Krankheitserreger: Bestimmte Bakterien beeinflussen die Verbreitung von Legionellen
In den vergangenen Jahren wurde eine deutliche Zunahme von Legionellen-Infektionen registriert. Bei Menschen mit einem geschwächten Immunsystem können solche Erkrankungen tödlich verlaufen. Forscher haben nun einen neuen Faktor bei der Verbreitung der gefährlichen Bakterien entdeckt.
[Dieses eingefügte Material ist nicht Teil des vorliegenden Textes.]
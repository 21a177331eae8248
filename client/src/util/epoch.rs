//! Discard-on-resolve guard for in-flight requests.
//!
//! Reads are not cancellable. A page takes a ticket before issuing one and
//! checks it when the response arrives: a newer request, a route-parameter
//! change, or unmounting makes older tickets stale so their results are
//! dropped instead of written into state that no longer applies.

#[cfg(test)]
#[path = "epoch_test.rs"]
mod epoch_test;

use std::sync::Arc;
use std::sync::atomic::{AtomicBool, AtomicU64, Ordering};

#[derive(Clone, Debug)]
pub struct RequestEpoch {
    generation: Arc<AtomicU64>,
    live: Arc<AtomicBool>,
}

impl Default for RequestEpoch {
    fn default() -> Self {
        Self { generation: Arc::new(AtomicU64::new(0)), live: Arc::new(AtomicBool::new(true)) }
    }
}

impl RequestEpoch {
    /// Start a request, superseding every earlier ticket.
    #[must_use]
    pub fn begin(&self) -> u64 {
        self.generation.fetch_add(1, Ordering::Relaxed) + 1
    }

    /// Whether `ticket` is the latest request and the owner is still mounted.
    #[must_use]
    pub fn is_current(&self, ticket: u64) -> bool {
        self.is_live() && self.generation.load(Ordering::Relaxed) == ticket
    }

    #[must_use]
    pub fn is_live(&self) -> bool {
        self.live.load(Ordering::Relaxed)
    }

    /// Owner unmounted; every outstanding ticket becomes stale.
    pub fn close(&self) {
        self.live.store(false, Ordering::Relaxed);
        self.generation.fetch_add(1, Ordering::Relaxed);
    }
}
Behandlung der Erkrankung steht im Vordergrund
Bei einer bakteriellen Infektion steht zunächst immer die Behandlung der Erkrankung im Vordergrund. Doch woher kommen diese Krankheitserreger eigentlich und wo leben sie, wenn sie nicht im Zusammenhang mit einer Infektion in Erscheinung treten? Ein internationales Forscherteam um Matthias Horn vom Zentrum für Mikrobiologie und Umweltsystemwissenschaft der Universität Wien hat dies am Beispiel eines Erregers von Lungenerkrankungen untersucht. Die Ergebnisse ihrer Studie wurden in der Fachzeitschrift „mBio“ veröffentlicht.
Legionellose kann lebensbedrohlich sein
Legionella pneumophila heißt der Erreger der Legionärskrankheit (Legionellose), einer atypischen Lungenentzündung, der für gesunde Menschen eher harmlos ist.
Bei Menschen mit geschwächtem Immunsystem kann sie aber lebensbedrohlich sein, wie in einer Mitteilung erklärt wird.
Die Anzahl an Erkrankungen durch Legionellen ist in den 2000er Jahren weltweit stetig gestiegen.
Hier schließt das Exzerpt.